Солист Большого театра: "Такой укол делают прямо в связки…" - ФОТО Интервью журнала "Эхо планеты" с солистом Большого театра Николаем Казанским.

- Николай, считается, что оперному исполнителю непременно нужно быть ещё и хорошим актёром, ведь как бы прекрасен ни был голос, он не скроет плохой игры. Вы согласны с этим?

- Мне в этом смысле повезло, ведь до того, как окончить консерваторию, я отучился в ГИТИСе, так что получил полное образование и как драматический актёр, и как артист оперного театра. Для оперных исполнителей это, между прочим, не столь уж и распространённое явление. Дополнительные актёрские умения очень мне помогают. Вообще, безусловно, любой оперный певец понимает, что на одном голосе далеко не уедешь, поэтому каждый старается в меру своих сил и способностей.

- Насколько трудно быть солистом Большого театра?

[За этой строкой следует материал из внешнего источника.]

use axum::{
    body::Bytes,
    extract::{Multipart, Path, Query, State},
    http::StatusCode,
    response::{IntoResponse, Redirect, Response},
};
use crate::config::AppState;
use crate::handlers::flash_message;
use crate::models::gallery_model::*;
use crate::services::gallery_service::GalleryService;
use crate::utils::api_response::ResponseBuilder;
use crate::utils::form_errors::FormErrors;
use crate::utils::view::{error_page, render};

const INDEX_PATH: &str = "/admin/gallery";

pub async fn gallery_index_handler(
    State(state): State<AppState>,
    Query(params): Query<GalleryIndexParams>,
) -> Response {
    match GalleryService::list(&state.db).await {
        Ok(items) => {
            let view = GalleryIndexView {
                page_title: "Galeri".to_string(),
                items: items.into_iter().map(|i| GalleryService::to_row(&state.storage, i)).collect(),
                flash: flash_message(params.status.as_deref()),
            };
            render(&state.templates, "gallery/index.html", StatusCode::OK, &view)
        }
        Err(e) => error_page(&state.templates, e),
    }
}

pub async fn gallery_create_handler(State(state): State<AppState>) -> Response {
    let view = GalleryFormView::new(&GalleryForm::blank(), &FormErrors::new(), INDEX_PATH.to_string(), None);
    render(&state.templates, "gallery/form.html", StatusCode::OK, &view)
}

/// `admin.gallery.store`
pub async fn gallery_store_handler(
    State(state): State<AppState>,
    multipart: Multipart,
) -> Response {
    let GallerySubmission { form, image, mut errors } =
        match read_gallery_form(multipart, state.storage.max_upload_bytes()).await {
            Ok(parsed) => parsed,
            Err(resp) => return resp,
        };

    errors.extend(form.validate_submission(image.as_ref(), state.storage.max_upload_bytes(), true));
    if !errors.is_empty() {
        tracing::debug!("Gallery form rejected: {:?}", errors);
        let view = GalleryFormView::new(&form, &errors, INDEX_PATH.to_string(), None);
        return render(&state.templates, "gallery/form.html", StatusCode::UNPROCESSABLE_ENTITY, &view);
    }

    match GalleryService::create(&state.db, &state.storage, &form, image.as_ref()).await {
        Ok(_) => Redirect::to(&format!("{}?status=created", INDEX_PATH)).into_response(),
        Err(e) => error_page(&state.templates, e),
    }
}

pub async fn gallery_edit_handler(
    State(state): State<AppState>,
    Path(id): Path<i64>,
) -> Response {
    match GalleryService::find(&state.db, id).await {
        Ok(item) => {
            let current = state.storage.url_for(&item.image_path);
            let view = GalleryFormView::new(
                &GalleryForm::from_model(&item),
                &FormErrors::new(),
                format!("{}/{}", INDEX_PATH, id),
                Some(current),
            );
            render(&state.templates, "gallery/form.html", StatusCode::OK, &view)
        }
        Err(e) => error_page(&state.templates, e),
    }
}

pub async fn gallery_update_handler(
    State(state): State<AppState>,
    Path(id): Path<i64>,
    multipart: Multipart,
) -> Response {
    let existing = match GalleryService::find(&state.db, id).await {
        Ok(item) => item,
        Err(e) => return error_page(&state.templates, e),
    };

    let GallerySubmission { form, image, mut errors } =
        match read_gallery_form(multipart, state.storage.max_upload_bytes()).await {
            Ok(parsed) => parsed,
            Err(resp) => return resp,
        };

    errors.extend(form.validate_submission(image.as_ref(), state.storage.max_upload_bytes(), false));
    if !errors.is_empty() {
        let view = GalleryFormView::new(
            &form,
            &errors,
            format!("{}/{}", INDEX_PATH, id),
            Some(state.storage.url_for(&existing.image_path)),
        );
        return render(&state.templates, "gallery/form.html", StatusCode::UNPROCESSABLE_ENTITY, &view);
    }

    match GalleryService::update(&state.db, &state.storage, id, &form, image.as_ref()).await {
        Ok(_) => Redirect::to(&format!("{}?status=updated", INDEX_PATH)).into_response(),
        Err(e) => error_page(&state.templates, e),
    }
}

pub async fn gallery_delete_handler(
    State(state): State<AppState>,
    Path(id): Path<i64>,
) -> Response {
    match GalleryService::delete(&state.db, &state.storage, id).await {
        Ok(()) => Redirect::to(&format!("{}?status=deleted", INDEX_PATH)).into_response(),
        Err(e) => error_page(&state.templates, e),
    }
}

pub async fn gallery_feed_handler(
    State(state): State<AppState>,
    Query(params): Query<GalleryFeedParams>,
) -> Response {
    let locale = params.locale.unwrap_or_else(|| "id".to_string());
    match GalleryService::feed(&state.db, &state.storage, &locale).await {
        Ok(items) => ResponseBuilder::success("GALLERY_FETCHED", "Success", items).into_response(),
        Err(e) => ResponseBuilder::from_service_error(e),
    }
}

/// Isi form multipart beserta error yang muncul saat membaca body.
struct GallerySubmission {
    form: GalleryForm,
    image: Option<UploadedImage>,
    errors: FormErrors,
}

/// Baca seluruh field multipart. Input file kosong (tanpa pilihan) dianggap tidak ada.
///
/// File disimpan paling banyak `max_upload_bytes + 1` byte; sisanya dibuang agar field
/// setelahnya tetap terbaca. Body yang melewati batas router berhenti dibaca dan
/// form ditampilkan ulang dengan field yang sudah masuk.
async fn read_gallery_form(mut multipart: Multipart, max_upload_bytes: usize) -> Result<GallerySubmission, Response> {
    let mut submission = GallerySubmission {
        form: GalleryForm::default(),
        image: None,
        errors: FormErrors::new(),
    };

    'fields: loop {
        let mut field = match multipart.next_field().await {
            Ok(Some(field)) => field,
            Ok(None) => break,
            Err(e) if e.status() == StatusCode::PAYLOAD_TOO_LARGE => {
                submission.errors.add("image_file", image_too_large_message(max_upload_bytes));
                break;
            }
            Err(e) => {
                tracing::warn!("Malformed gallery upload: {}", e);
                return Err((e.status(), e.body_text()).into_response());
            }
        };

        let name = field.name().unwrap_or("").to_string();
        if name == "image_file" {
            let file_name = field.file_name().unwrap_or("").to_string();
            let content_type = field.content_type().unwrap_or("application/octet-stream").to_string();
            let mut data = Vec::new();

            loop {
                match field.chunk().await {
                    Ok(Some(chunk)) => {
                        let room = (max_upload_bytes + 1).saturating_sub(data.len());
                        data.extend_from_slice(&chunk[..chunk.len().min(room)]);
                    }
                    Ok(None) => break,
                    Err(e) if e.status() == StatusCode::PAYLOAD_TOO_LARGE => {
                        submission.errors.add("image_file", image_too_large_message(max_upload_bytes));
                        break 'fields;
                    }
                    Err(e) => return Err((e.status(), e.body_text()).into_response()),
                }
            }

            if !file_name.is_empty() || !data.is_empty() {
                submission.image = Some(UploadedImage { file_name, content_type, data: Bytes::from(data) });
            }
        } else {
            match field.text().await {
                Ok(value) => submission.form.set_field(&name, value),
                Err(e) if e.status() == StatusCode::PAYLOAD_TOO_LARGE => {
                    submission.errors.add("image_file", image_too_large_message(max_upload_bytes));
                    break;
                }
                Err(e) => return Err((e.status(), e.body_text()).into_response()),
            }
        }
    }

    Ok(submission)
}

- В любом музыкальном спектакле сложность состоит в самом взаимодействии с оркестром. В Большом театре микрофоном мы не пользуемся, в отличие, например, от Театра оперетты. Поэтому рассчитывать приходится исключительно на свои голосовые связки и умение дирижёра справиться с музыкантами. Тот баланс, который он выстраивает между оркестром и певцами, для оперных исполнителей является решающим: мы всегда должны иметь возможность полноценно прозвучать. Зачастую солисту в одиночку приходится "противостоять" коллективу из шестидесяти музыкантов! А акустика в Большом никогда не была идеальной. И сложность эта никуда не подевалась даже после реконструкции. На этой сцене требуется особенно "концентрированное" пение, чтобы быть в состоянии "пробивать" оркестр. Как говорят у нас, Большому театру нужны большие голоса. Кроме того, порой бывает сложно удержаться в рамках естественности, не "переиграть роль". Допустим, два года назад в Большом поставили "Летучую мышь", новаторское прочтение молодого режиссёра Василия Бархатова, который перевернул известный сюжет с ног на голову, многие восприняли с удивлением. В оперетте, как в перфомансе, условно говоря, лёгкого жанра, нам, солистам, было непросто не переборщить. Было крайне важно не перейти грань утрированного комизма, который не имеет ничего общего с творчеством. Да, оперетта написана так, что это должно быть искромётно и весело, но нужно оставаться максимально естественным и серьёзным одновременно - тогда это будет и смешно, и интересно, и логично.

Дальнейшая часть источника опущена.